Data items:
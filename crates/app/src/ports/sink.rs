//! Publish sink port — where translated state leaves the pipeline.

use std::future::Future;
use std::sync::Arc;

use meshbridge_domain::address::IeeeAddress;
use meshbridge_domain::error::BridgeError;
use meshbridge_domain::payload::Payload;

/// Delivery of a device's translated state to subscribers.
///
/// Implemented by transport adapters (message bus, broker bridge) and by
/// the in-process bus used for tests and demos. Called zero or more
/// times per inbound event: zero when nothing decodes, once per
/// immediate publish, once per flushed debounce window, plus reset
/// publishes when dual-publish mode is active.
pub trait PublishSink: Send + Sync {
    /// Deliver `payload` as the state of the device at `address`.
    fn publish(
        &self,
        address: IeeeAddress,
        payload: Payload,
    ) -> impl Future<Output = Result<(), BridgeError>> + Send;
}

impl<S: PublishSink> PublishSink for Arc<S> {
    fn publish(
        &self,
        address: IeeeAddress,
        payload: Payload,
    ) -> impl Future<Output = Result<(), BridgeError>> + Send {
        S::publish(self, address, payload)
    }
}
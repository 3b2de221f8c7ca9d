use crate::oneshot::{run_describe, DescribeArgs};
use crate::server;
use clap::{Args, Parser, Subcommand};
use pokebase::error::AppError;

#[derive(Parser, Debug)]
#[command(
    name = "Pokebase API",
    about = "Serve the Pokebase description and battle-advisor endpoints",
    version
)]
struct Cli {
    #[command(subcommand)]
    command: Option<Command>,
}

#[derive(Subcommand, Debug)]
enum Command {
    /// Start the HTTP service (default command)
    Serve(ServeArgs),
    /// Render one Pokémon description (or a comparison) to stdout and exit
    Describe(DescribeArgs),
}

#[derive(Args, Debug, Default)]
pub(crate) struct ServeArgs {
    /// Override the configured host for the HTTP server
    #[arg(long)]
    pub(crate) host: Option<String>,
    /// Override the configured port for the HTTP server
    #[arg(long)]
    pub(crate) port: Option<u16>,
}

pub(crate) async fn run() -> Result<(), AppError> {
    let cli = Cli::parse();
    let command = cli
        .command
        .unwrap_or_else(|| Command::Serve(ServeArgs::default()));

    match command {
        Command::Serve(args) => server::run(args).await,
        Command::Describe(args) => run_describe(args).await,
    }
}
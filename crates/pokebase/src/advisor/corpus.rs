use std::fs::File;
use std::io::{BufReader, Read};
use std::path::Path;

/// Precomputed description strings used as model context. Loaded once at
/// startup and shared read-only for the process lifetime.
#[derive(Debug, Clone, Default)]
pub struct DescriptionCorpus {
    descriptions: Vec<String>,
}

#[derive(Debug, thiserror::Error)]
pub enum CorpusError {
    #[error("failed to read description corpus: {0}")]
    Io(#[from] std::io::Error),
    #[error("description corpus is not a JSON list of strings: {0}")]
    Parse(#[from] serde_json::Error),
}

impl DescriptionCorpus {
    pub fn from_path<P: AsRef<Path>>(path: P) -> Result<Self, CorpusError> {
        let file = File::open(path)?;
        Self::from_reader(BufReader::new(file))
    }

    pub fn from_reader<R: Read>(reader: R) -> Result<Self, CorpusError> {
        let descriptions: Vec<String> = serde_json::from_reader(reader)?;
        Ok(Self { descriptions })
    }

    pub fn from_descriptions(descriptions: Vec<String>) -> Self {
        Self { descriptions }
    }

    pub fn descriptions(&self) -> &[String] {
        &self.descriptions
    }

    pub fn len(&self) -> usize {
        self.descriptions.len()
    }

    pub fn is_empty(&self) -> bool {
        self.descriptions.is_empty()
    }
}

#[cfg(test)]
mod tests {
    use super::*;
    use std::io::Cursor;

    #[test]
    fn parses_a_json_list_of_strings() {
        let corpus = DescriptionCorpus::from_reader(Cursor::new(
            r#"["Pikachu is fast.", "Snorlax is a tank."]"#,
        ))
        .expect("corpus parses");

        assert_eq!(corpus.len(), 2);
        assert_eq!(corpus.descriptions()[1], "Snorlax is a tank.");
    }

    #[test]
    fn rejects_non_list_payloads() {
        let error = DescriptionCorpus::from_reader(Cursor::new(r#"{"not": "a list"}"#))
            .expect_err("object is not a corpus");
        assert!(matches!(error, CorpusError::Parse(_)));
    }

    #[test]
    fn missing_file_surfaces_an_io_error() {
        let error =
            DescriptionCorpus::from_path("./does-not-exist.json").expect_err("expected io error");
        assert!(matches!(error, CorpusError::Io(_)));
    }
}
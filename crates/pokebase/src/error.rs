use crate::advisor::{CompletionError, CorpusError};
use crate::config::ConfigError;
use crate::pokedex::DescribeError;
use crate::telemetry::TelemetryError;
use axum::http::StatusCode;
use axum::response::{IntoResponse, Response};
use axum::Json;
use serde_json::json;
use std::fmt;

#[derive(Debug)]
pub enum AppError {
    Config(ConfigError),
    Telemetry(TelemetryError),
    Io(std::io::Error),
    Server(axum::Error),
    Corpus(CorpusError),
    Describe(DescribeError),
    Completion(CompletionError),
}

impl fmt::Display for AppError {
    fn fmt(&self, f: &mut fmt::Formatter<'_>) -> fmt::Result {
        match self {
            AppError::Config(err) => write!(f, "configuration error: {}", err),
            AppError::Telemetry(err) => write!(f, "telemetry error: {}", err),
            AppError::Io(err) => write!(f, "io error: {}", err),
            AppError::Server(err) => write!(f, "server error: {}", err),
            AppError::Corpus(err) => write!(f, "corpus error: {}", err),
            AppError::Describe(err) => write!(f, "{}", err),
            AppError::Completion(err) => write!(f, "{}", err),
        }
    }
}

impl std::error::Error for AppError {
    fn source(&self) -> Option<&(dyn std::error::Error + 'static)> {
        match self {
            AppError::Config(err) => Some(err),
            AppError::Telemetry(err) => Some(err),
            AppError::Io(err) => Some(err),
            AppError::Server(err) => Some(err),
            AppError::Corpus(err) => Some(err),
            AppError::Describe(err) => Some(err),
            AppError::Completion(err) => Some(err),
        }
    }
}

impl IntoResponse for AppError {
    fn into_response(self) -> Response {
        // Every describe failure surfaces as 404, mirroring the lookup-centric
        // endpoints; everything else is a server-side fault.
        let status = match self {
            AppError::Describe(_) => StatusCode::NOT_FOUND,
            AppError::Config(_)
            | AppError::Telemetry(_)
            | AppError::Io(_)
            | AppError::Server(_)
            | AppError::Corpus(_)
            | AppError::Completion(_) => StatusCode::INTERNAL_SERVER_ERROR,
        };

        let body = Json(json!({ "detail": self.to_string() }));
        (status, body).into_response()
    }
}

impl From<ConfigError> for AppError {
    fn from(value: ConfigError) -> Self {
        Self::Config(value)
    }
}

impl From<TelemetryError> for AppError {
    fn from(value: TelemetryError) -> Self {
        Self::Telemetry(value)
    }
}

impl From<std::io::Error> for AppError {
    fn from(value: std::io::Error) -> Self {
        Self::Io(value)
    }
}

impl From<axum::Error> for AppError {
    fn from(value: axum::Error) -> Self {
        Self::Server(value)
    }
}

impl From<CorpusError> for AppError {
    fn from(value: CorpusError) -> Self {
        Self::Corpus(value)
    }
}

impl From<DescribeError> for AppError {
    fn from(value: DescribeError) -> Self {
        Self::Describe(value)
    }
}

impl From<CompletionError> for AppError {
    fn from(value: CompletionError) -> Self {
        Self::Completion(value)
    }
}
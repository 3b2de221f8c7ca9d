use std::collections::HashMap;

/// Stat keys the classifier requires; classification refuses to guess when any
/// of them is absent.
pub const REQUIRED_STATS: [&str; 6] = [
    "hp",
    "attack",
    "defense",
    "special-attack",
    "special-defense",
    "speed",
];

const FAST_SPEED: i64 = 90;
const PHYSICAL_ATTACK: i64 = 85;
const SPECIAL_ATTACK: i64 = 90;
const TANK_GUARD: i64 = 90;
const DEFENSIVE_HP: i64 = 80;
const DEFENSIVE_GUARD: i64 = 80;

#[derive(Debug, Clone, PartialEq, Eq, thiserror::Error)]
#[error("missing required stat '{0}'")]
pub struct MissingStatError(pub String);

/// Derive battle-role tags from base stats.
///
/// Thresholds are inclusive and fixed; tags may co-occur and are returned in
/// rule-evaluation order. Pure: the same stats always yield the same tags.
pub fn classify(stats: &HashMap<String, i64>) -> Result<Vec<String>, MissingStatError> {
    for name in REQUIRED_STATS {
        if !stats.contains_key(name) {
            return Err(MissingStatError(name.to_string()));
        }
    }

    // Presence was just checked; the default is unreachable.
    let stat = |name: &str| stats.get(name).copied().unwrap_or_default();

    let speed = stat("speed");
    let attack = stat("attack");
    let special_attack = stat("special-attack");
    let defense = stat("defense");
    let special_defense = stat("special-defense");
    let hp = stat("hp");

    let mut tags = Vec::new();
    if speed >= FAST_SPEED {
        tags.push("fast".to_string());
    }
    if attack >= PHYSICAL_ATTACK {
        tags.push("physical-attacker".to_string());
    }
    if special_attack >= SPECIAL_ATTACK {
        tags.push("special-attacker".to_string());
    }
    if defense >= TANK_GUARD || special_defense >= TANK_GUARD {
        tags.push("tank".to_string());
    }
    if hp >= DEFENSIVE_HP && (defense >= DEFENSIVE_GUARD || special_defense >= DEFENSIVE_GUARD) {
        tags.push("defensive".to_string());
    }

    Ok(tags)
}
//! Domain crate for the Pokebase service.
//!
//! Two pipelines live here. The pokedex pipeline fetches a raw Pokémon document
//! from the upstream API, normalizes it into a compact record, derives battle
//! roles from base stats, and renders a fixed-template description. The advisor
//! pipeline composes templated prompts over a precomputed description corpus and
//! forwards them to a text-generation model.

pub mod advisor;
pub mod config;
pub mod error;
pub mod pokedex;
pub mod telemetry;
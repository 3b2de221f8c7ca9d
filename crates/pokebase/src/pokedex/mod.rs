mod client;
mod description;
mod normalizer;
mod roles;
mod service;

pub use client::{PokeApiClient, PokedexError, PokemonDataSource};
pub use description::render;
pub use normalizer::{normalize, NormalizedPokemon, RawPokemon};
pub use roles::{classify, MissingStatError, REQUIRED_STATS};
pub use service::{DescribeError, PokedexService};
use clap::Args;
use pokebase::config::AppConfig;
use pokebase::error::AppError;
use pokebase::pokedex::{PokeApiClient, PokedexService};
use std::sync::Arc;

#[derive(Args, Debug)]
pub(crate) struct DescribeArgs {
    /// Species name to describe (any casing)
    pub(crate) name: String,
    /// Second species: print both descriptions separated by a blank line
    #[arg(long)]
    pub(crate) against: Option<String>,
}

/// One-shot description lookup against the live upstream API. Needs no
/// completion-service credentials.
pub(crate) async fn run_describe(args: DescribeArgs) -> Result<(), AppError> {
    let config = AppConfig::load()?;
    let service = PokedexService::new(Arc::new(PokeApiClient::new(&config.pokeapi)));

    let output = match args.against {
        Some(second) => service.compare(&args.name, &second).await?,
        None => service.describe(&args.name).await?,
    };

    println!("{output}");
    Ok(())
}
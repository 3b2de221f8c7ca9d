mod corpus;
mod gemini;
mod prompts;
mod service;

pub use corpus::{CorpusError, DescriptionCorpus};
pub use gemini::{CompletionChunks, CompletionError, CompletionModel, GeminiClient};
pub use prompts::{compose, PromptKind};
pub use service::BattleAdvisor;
--
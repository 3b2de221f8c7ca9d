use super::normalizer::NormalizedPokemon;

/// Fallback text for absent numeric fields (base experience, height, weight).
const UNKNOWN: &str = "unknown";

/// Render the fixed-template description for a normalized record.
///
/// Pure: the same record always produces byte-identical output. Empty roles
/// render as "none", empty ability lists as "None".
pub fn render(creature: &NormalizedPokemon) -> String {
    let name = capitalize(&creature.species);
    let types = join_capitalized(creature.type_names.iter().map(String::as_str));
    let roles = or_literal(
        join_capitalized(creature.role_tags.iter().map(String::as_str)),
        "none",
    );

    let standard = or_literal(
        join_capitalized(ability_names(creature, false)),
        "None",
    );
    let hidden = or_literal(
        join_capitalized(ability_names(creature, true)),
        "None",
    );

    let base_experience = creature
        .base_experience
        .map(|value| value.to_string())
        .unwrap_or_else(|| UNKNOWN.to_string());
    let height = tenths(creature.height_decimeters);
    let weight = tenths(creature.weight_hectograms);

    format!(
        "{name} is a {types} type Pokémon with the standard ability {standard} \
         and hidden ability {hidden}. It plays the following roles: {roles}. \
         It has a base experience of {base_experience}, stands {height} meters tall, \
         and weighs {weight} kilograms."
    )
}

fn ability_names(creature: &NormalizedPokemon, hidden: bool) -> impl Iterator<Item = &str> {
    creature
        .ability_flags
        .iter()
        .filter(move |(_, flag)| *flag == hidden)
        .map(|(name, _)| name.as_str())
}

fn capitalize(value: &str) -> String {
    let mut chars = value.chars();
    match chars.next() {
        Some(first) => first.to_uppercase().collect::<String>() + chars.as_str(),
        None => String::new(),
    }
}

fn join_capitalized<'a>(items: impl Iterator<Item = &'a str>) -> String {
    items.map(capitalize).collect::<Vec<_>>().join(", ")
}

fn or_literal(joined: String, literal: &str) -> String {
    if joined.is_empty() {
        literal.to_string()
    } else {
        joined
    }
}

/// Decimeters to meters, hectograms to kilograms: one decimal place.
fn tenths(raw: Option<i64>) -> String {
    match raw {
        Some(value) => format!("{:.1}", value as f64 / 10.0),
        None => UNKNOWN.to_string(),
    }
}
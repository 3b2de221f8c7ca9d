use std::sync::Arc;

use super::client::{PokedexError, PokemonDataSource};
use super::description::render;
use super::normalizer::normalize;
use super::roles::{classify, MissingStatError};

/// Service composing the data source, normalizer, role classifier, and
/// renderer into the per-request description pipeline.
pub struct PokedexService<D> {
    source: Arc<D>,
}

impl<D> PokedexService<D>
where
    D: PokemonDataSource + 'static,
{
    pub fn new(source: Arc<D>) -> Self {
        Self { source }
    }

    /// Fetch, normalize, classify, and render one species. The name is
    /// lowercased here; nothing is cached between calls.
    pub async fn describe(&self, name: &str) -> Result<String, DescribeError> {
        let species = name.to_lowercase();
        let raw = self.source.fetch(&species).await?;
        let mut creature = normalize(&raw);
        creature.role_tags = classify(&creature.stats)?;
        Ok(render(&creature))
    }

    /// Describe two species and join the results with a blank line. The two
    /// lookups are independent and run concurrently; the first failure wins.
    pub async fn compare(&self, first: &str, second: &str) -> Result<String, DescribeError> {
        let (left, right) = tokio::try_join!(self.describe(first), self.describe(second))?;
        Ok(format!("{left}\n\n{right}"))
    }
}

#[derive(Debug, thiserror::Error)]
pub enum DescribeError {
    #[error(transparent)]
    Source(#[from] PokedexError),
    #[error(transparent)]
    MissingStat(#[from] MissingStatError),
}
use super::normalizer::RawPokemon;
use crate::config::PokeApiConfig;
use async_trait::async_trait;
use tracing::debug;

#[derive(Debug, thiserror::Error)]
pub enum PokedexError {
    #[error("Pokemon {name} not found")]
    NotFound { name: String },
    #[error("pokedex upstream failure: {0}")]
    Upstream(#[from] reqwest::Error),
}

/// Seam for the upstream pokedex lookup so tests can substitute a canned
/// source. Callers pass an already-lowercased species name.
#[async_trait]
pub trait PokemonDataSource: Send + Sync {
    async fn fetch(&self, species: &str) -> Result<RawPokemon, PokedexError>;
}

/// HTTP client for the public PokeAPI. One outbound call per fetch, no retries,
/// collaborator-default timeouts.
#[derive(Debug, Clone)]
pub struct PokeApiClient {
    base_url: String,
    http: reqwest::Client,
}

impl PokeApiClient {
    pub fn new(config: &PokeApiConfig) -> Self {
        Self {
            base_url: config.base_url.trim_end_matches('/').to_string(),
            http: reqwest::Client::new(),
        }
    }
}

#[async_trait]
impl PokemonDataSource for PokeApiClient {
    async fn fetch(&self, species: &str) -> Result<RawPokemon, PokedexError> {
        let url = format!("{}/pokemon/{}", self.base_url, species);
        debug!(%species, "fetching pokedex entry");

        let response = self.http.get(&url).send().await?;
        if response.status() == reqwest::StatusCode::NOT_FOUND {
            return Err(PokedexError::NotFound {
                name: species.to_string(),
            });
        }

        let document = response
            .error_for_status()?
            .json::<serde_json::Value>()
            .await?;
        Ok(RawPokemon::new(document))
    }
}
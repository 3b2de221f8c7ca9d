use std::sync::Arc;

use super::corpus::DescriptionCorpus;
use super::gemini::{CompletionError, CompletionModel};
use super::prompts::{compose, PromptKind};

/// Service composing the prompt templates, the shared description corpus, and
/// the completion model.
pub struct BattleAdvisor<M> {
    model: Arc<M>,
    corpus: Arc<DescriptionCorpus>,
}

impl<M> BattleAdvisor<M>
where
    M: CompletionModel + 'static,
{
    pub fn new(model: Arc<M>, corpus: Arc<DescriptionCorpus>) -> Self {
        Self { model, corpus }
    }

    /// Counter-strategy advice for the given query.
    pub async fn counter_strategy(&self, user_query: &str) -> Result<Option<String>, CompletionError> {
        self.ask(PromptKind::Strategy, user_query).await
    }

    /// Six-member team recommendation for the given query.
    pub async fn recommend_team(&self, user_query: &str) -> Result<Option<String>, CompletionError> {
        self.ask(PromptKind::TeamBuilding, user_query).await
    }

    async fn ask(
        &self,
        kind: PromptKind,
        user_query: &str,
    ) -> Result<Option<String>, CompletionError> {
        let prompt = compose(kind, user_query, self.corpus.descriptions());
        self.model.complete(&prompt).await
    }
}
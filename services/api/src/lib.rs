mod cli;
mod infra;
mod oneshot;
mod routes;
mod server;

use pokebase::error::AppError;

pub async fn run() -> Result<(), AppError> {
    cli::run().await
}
==
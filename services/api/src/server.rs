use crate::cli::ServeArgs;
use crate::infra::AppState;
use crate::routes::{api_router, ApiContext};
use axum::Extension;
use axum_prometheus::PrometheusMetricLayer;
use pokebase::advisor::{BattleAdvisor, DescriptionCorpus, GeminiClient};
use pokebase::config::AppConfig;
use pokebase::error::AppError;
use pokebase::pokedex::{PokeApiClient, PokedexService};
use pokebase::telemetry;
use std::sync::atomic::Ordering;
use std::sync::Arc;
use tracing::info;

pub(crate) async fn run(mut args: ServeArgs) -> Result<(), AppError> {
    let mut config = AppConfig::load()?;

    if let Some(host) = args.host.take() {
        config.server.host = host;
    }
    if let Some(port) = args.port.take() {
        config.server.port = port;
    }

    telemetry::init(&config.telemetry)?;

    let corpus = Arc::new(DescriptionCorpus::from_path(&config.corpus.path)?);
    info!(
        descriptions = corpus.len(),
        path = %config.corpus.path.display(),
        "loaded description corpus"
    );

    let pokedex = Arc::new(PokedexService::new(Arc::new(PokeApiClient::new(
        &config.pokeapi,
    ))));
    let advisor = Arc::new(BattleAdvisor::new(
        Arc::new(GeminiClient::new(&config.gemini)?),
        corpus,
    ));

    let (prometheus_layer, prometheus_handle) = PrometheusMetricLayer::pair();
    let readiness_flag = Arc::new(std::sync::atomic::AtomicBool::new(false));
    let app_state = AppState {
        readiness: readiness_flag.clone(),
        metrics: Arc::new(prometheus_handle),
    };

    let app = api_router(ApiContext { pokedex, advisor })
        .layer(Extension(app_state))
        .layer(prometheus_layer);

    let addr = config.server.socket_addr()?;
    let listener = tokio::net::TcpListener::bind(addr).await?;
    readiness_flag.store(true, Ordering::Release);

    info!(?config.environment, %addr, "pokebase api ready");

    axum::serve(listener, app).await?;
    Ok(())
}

- WHAT IS BEING ASKED -
Your answer must consist solely of the lines above between the line holding "filename crates/app/src/ports/sink.rs" and the line holding "pub trait PublishSink: Send", inclusive, copied exactly.

- WORKED SOLUTION -
filename crates/app/src/ports/sink.rs
//! Publish sink port — where translated state leaves the pipeline.

use std::future::Future;
use std::sync::Arc;

use meshbridge_domain::address::IeeeAddress;
use meshbridge_domain::error::BridgeError;
use meshbridge_domain::payload::Payload;

/// Delivery of a device's translated state to subscribers.
///
/// Implemented by transport adapters (message bus, broker bridge) and by
/// the in-process bus used for tests and demos. Called zero or more
/// times per inbound event: zero when nothing decodes, once per
/// immediate publish, once per flushed debounce window, plus reset
/// publishes when dual-publish mode is active.
pub trait PublishSink: Send + Sync {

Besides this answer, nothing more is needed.